Monday, April 28, 2008

Iraqi Political Leaders Protest US Siege of Sadr City

t r u t h o u t | 04.28

Iraqi Political Leaders Protest US Siege of Sadr City
By Hussein Kadhim and Raviya H. Ismail
McClatchy Newspapers

Sunday 27 April 2008

Baghdad , Iraq - About 50 leaders representing a variety of Iraqi political blocs took to Baghdad 's Sadr City on Sunday, a stronghold of fiery religious leader Muqtada al Sadr, to protest the U.S.-led siege of that area.

The leaders promised to work together with Sadrists to remove insurgents and weapons in the area. But they also had six other demands of the government, including that it immediately suspend military activity in the city, supply basic services to residents and prioritize peaceful solutions over military conflicts.

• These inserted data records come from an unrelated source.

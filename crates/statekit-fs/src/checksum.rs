//! SHA-256 checksum utilities
//!
//! State commits compare the checksum of the serialized document with the
//! checksum of the bytes originally read to decide whether the serial moves.

use sha2::{Digest, Sha256};

/// Prefix for all checksums produced by this module
const PREFIX: &str = "sha256:";

/// Compute the SHA-256 checksum of raw content.
///
/// Returns a string in the canonical format `"sha256:<hex>"`.
pub fn compute_checksum(content: &[u8]) -> String {
    let mut hasher = Sha256::new();
    hasher.update(content);
    format!("{}{:x}", PREFIX, hasher.finalize())
}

"Whatever point the crisis reaches we will keep our efforts to put an end to it," said Ahmed Radhi, a member of the Iraqi Accordance Front, the largest Sunni Muslim bloc. Radhi said the leaders formed a committee to meet with Prime Minister Nouri al Maliki to solve problems plaguing Sadr City .

"We have a delegation meeting with Maliki to let him know the real situation going on in the city," said Nassar al Rubaie, a Sadrist. "We have lawmakers from different blocs and parties to come and watch the situation on the ground."

Lawmakers representing the Iraqi National Accord, the Iraqi Front for National Dialogue and the Kurdish alliance also were present. The leaders said they were moved by pictures of civilian casualties as well as the health crisis plaguing residents in Sadr City .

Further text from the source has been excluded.